TASK TO COMPLETE: Reproduce nothing but the lines from the one with "for x in 0..w" down to the last line of the data below.

Source records
......

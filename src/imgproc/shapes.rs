use crate::image::Mask;

/// Filled, axis-aligned ellipse centred at `(w / 2, h / 2)` with semi-axes
/// `floor(w * fx)` and `floor(h * fy)`, each at least one pixel.
pub fn centered_ellipse(w: usize, h: usize, fx: f32, fy: f32) -> Mask {
    let mut mask = Mask::new(w, h);
    if w == 0 || h == 0 {
        return mask;
    }
    let (cx, cy) = ((w / 2) as f32, (h / 2) as f32);
    let ax = ((w as f32 * fx).floor()).max(1.0);
    let ay = ((h as f32 * fy).floor()).max(1.0);
    for y in 0..h {
        let dy = (y as f32 - cy) / ay;
        let dy2 = dy * dy;
        if dy2 > 1.0 {
            continue;
        }
        for x in 0..w {
            let dx = (x as f32 - cx) / ax;
            if dx * dx + dy2 <= 1.0 {
                mask.set(x, y, true);
            }
        }
    }
    mask
}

......

COMPLETED TASK:
        for x in 0..w {
            let dx = (x as f32 - cx) / ax;
            if dx * dx + dy2 <= 1.0 {
                mask.set(x, y, true);
            }
        }
    }
    mask
}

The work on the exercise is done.